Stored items
*** Begin section ***
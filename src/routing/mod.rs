use async_trait::async_trait;
use serde::{Deserialize, Serialize};
use tracing::warn;

use crate::error::AppError;
use crate::geo::{self, GeoPoint};

/// Result of a directions lookup, either from the external provider or from
/// the haversine fallback.
#[derive(Debug, Clone, Serialize)]
pub struct Directions {
    pub distance_km: f64,
    pub duration_min: i64,
    pub polyline: Option<String>,
}

/// External routing collaborator. Implementations talk to a road-network
/// service; absence or failure always degrades to the haversine fallback.
#[async_trait]
pub trait RoutingProvider: Send + Sync {
    async fn directions(
        &self,
        origin: &GeoPoint,
        destination: &GeoPoint,
    ) -> Result<Directions, AppError>;
}

#[derive(Debug, Deserialize)]
struct DirectionsResponse {
    distance_km: f64,
    duration_min: i64,
    polyline: Option<String>,
}

/// HTTP directions client. Expects a JSON endpoint at
/// `{base_url}/directions` taking origin/destination coordinates as query
/// parameters.
pub struct HttpRoutingProvider {
    client: reqwest::Client,
    base_url: String,
}

impl HttpRoutingProvider {
    pub fn new(base_url: String, timeout_secs: u64) -> Result<Self, AppError> {
        let client = reqwest::Client::builder()
            .timeout(std::time::Duration::from_secs(timeout_secs))
            .build()
            .map_err(|err| AppError::Internal(format!("failed to build http client: {err}")))?;

        Ok(Self { client, base_url })
    }
}

#[async_trait]
impl RoutingProvider for HttpRoutingProvider {
    async fn directions(
        &self,
        origin: &GeoPoint,
        destination: &GeoPoint,
    ) -> Result<Directions, AppError> {
        let url = format!("{}/directions", self.base_url.trim_end_matches('/'));
        let response = self
            .client
            .get(&url)
            .query(&[
                ("origin_lat", origin.lat),
                ("origin_lng", origin.lng),
                ("dest_lat", destination.lat),
                ("dest_lng", destination.lng),
            ])
            .send()
            .await
            .map_err(|err| AppError::Internal(format!("routing request failed: {err}")))?
            .error_for_status()
            .map_err(|err| AppError::Internal(format!("routing provider error: {err}")))?;

        let body: DirectionsResponse = response
            .json()
            .await
            .map_err(|err| AppError::Internal(format!("invalid routing response: {err}")))?;

        Ok(Directions {
            distance_km: body.distance_km,
            duration_min: body.duration_min,
            polyline: body.polyline,
        })
    }
}

/// Straight-line estimate used whenever no road-network answer is available.
pub fn fallback_directions(
    origin: &GeoPoint,
    destination: &GeoPoint,
    minutes_per_km: f64,
) -> Directions {
    let distance_km = geo::haversine_km(origin, destination);
    Directions {
        distance_km,
        duration_min: (distance_km * minutes_per_km).round() as i64,
        polyline: None,
    }
}

/// Provider when configured and reachable, fallback otherwise. The fallback
/// path is unconditional and silent; routing failures never surface to
/// callers.
pub async fn directions_or_fallback(
    provider: Option<&dyn RoutingProvider>,
    origin: &GeoPoint,
    destination: &GeoPoint,
    minutes_per_km: f64,
) -> Directions {
    if let Some(provider) = provider {
        match provider.directions(origin, destination).await {
            Ok(directions) => return directions,
            Err(err) => {
                warn!(error = %err, "routing provider unavailable, using haversine fallback");
            }
        }
    }

    fallback_directions(origin, destination, minutes_per_km)
}
use async_trait::async_trait;
use serde::{Deserialize, Serialize};
use tokio::sync::broadcast;
use uuid::Uuid;

use crate::error::AppError;
use crate::geo::GeoPoint;
use crate::models::request::ServiceKind;

/// Payload handed to the notification transport for each candidate.
#[derive(Debug, Clone, Serialize, Deserialize)]
pub struct DispatchNotification {
    pub provider_id: Uuid,
    pub request_id: Uuid,
    pub kind: ServiceKind,
    pub origin: GeoPoint,
    pub distance_km: f64,
    pub summary: String,
}

/// External notification collaborator (push/email/WebSocket system).
/// Failures here are non-fatal to a broadcast; the caller logs and skips.
#[async_trait]
pub trait NotificationSink: Send + Sync {
    async fn notify(&self, notification: DispatchNotification) -> Result<(), AppError>;
}

/// Fan-out sink backed by a tokio broadcast channel; WebSocket subscribers
/// receive every notification. Having no subscribers is not a failure.
pub struct BroadcastSink {
    tx: broadcast::Sender<DispatchNotification>,
}

impl BroadcastSink {
    pub fn new(tx: broadcast::Sender<DispatchNotification>) -> Self {
        Self { tx }
    }
}

#[async_trait]
impl NotificationSink for BroadcastSink {
    async fn notify(&self, notification: DispatchNotification) -> Result<(), AppError> {
        let _ = self.tx.send(notification);
        Ok(())
    }
}

pub fn summary_for(kind: ServiceKind, distance_km: f64) -> String {
    let label = match kind {
        ServiceKind::Repair => "repair request",
        ServiceKind::Courier => "delivery request",
        ServiceKind::Ride => "ride request",
    };
    format!("New {label} {distance_km:.2} km from your location")
}

#[cfg(test)]
mod tests {
    use super::*;

    #[test]
    fn summary_names_the_service_kind() {
        assert!(summary_for(ServiceKind::Repair, 1.5).contains("repair"));
        assert!(summary_for(ServiceKind::Courier, 1.5).contains("delivery"));
        assert!(summary_for(ServiceKind::Ride, 1.5).contains("ride"));
    }

    #[tokio::test]
    async fn broadcast_sink_delivers_to_subscribers() {
        let (tx, mut rx) = broadcast::channel(8);
        let sink = BroadcastSink::new(tx);

        let notification = DispatchNotification {
            provider_id: Uuid::new_v4(),
            request_id: Uuid::new_v4(),
            kind: ServiceKind::Ride,
            origin: GeoPoint::new(6.5244, 3.3792),
            distance_km: 2.0,
            summary: summary_for(ServiceKind::Ride, 2.0),
        };

        sink.notify(notification.clone()).await.unwrap();
        let received = rx.recv().await.unwrap();
        assert_eq!(received.request_id, notification.request_id);
    }

    #[tokio::test]
    async fn broadcast_sink_tolerates_no_subscribers() {
        let (tx, _) = broadcast::channel(8);
        let sink = BroadcastSink::new(tx);

        let notification = DispatchNotification {
            provider_id: Uuid::new_v4(),
            request_id: Uuid::new_v4(),
            kind: ServiceKind::Courier,
            origin: GeoPoint::new(0.0, 0.0),
            distance_km: 0.5,
            summary: "test".to_string(),
        };

        assert!(sink.notify(notification).await.is_ok());
    }
}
*** End section ***
The records shown above must be returned in full, exactly as written.

filename src/routing/mod.rs
use async_trait::async_trait;
use serde::{Deserialize, Serialize};
use tracing::warn;

use crate::error::AppError;
use crate::geo::{self, GeoPoint};

/// Result of a directions lookup, either from the external provider or from
/// the haversine fallback.
#[derive(Debug, Clone, Serialize)]
pub struct Directions {
    pub distance_km: f64,
    pub duration_min: i64,
    pub polyline: Option<String>,
}

/// External routing collaborator. Implementations talk to a road-network
/// service; absence or failure always degrades to the haversine fallback.
#[async_trait]
pub trait RoutingProvider: Send + Sync {
    async fn directions(
        &self,
        origin: &GeoPoint,
        destination: &GeoPoint,
    ) -> Result<Directions, AppError>;
}

#[derive(Debug, Deserialize)]
struct DirectionsResponse {
    distance_km: f64,
    duration_min: i64,
    polyline: Option<String>,
}

/// HTTP directions client. Expects a JSON endpoint at
/// `{base_url}/directions` taking origin/destination coordinates as query
/// parameters.
pub struct HttpRoutingProvider {
    client: reqwest::Client,
    base_url: String,
}

impl HttpRoutingProvider {
    pub fn new(base_url: String, timeout_secs: u64) -> Result<Self, AppError> {
        let client = reqwest::Client::builder()
            .timeout(std::time::Duration::from_secs(timeout_secs))
            .build()
            .map_err(|err| AppError::Internal(format!("failed to build http client: {err}")))?;

        Ok(Self { client, base_url })
    }
}

#[async_trait]
impl RoutingProvider for HttpRoutingProvider {
    async fn directions(
        &self,
        origin: &GeoPoint,
        destination: &GeoPoint,
    ) -> Result<Directions, AppError> {
        let url = format!("{}/directions", self.base_url.trim_end_matches('/'));
        let response = self
            .client
            .get(&url)
            .query(&[
                ("origin_lat", origin.lat),
                ("origin_lng", origin.lng),
                ("dest_lat", destination.lat),
                ("dest_lng", destination.lng),
            ])
            .send()
            .await
            .map_err(|err| AppError::Internal(format!("routing request failed: {err}")))?
            .error_for_status()
            .map_err(|err| AppError::Internal(format!("routing provider error: {err}")))?;

        let body: DirectionsResponse = response
            .json()
            .await
            .map_err(|err| AppError::Internal(format!("invalid routing response: {err}")))?;

        Ok(Directions {
            distance_km: body.distance_km,
            duration_min: body.duration_min,
            polyline: body.polyline,
        })
    }
}

/// Straight-line estimate used whenever no road-network answer is available.
pub fn fallback_directions(
    origin: &GeoPoint,
    destination: &GeoPoint,
    minutes_per_km: f64,
) -> Directions {
    let distance_km = geo::haversine_km(origin, destination);
    Directions {
        distance_km,
        duration_min: (distance_km * minutes_per_km).round() as i64,
        polyline: None,
    }
}

/// Provider when configured and reachable, fallback otherwise. The fallback
/// path is unconditional and silent; routing failures never surface to
/// callers.
pub async fn directions_or_fallback(
    provider: Option<&dyn RoutingProvider>,
    origin: &GeoPoint,
    destination: &GeoPoint,
    minutes_per_km: f64,
) -> Directions {
    if let Some(provider) = provider {
        match provider.directions(origin, destination).await {
            Ok(directions) => return directions,
            Err(err) => {
                warn!(error = %err, "routing provider unavailable, using haversine fallback");
            }
        }
    }

    fallback_directions(origin, destination, minutes_per_km)
}
use async_trait::async_trait;
use serde::{Deserialize, Serialize};
use tokio::sync::broadcast;
use uuid::Uuid;

use crate::error::AppError;
use crate::geo::GeoPoint;
use crate::models::request::ServiceKind;

/// Payload handed to the notification transport for each candidate.
#[derive(Debug, Clone, Serialize, Deserialize)]
pub struct DispatchNotification {
    pub provider_id: Uuid,
    pub request_id: Uuid,
    pub kind: ServiceKind,
    pub origin: GeoPoint,
    pub distance_km: f64,
    pub summary: String,
}

/// External notification collaborator (push/email/WebSocket system).
/// Failures here are non-fatal to a broadcast; the caller logs and skips.
#[async_trait]
pub trait NotificationSink: Send + Sync {
    async fn notify(&self, notification: DispatchNotification) -> Result<(), AppError>;
}

/// Fan-out sink backed by a tokio broadcast channel; WebSocket subscribers
/// receive every notification. Having no subscribers is not a failure.
pub struct BroadcastSink {
    tx: broadcast::Sender<DispatchNotification>,
}

impl BroadcastSink {
    pub fn new(tx: broadcast::Sender<DispatchNotification>) -> Self {
        Self { tx }
    }
}

#[async_trait]
impl NotificationSink for BroadcastSink {
    async fn notify(&self, notification: DispatchNotification) -> Result<(), AppError> {
        let _ = self.tx.send(notification);
        Ok(())
    }
}

pub fn summary_for(kind: ServiceKind, distance_km: f64) -> String {
    let label = match kind {
        ServiceKind::Repair => "repair request",
        ServiceKind::Courier => "delivery request",
        ServiceKind::Ride => "ride request",
    };
    format!("New {label} {distance_km:.2} km from your location")
}

#[cfg(test)]
mod tests {
    use super::*;

    #[test]
    fn summary_names_the_service_kind() {
        assert!(summary_for(ServiceKind::Repair, 1.5).contains("repair"));
        assert!(summary_for(ServiceKind::Courier, 1.5).contains("delivery"));
        assert!(summary_for(ServiceKind::Ride, 1.5).contains("ride"));
    }

    #[tokio::test]
    async fn broadcast_sink_delivers_to_subscribers() {
        let (tx, mut rx) = broadcast::channel(8);
        let sink = BroadcastSink::new(tx);

        let notification = DispatchNotification {
            provider_id: Uuid::new_v4(),
            request_id: Uuid::new_v4(),
            kind: ServiceKind::Ride,
            origin: GeoPoint::new(6.5244, 3.3792),
            distance_km: 2.0,
            summary: summary_for(ServiceKind::Ride, 2.0),
        };

        sink.notify(notification.clone()).await.unwrap();
        let received = rx.recv().await.unwrap();
        assert_eq!(received.request_id, notification.request_id);
    }

    #[tokio::test]
    async fn broadcast_sink_tolerates_no_subscribers() {
        let (tx, _) = broadcast::channel(8);
        let sink = BroadcastSink::new(tx);

        let notification = DispatchNotification {
            provider_id: Uuid::new_v4(),
            request_id: Uuid::new_v4(),
            kind: ServiceKind::Courier,
            origin: GeoPoint::new(0.0, 0.0),
            distance_km: 0.5,
            summary: "test".to_string(),
        };

        assert!(sink.notify(notification).await.is_ok());
    }
}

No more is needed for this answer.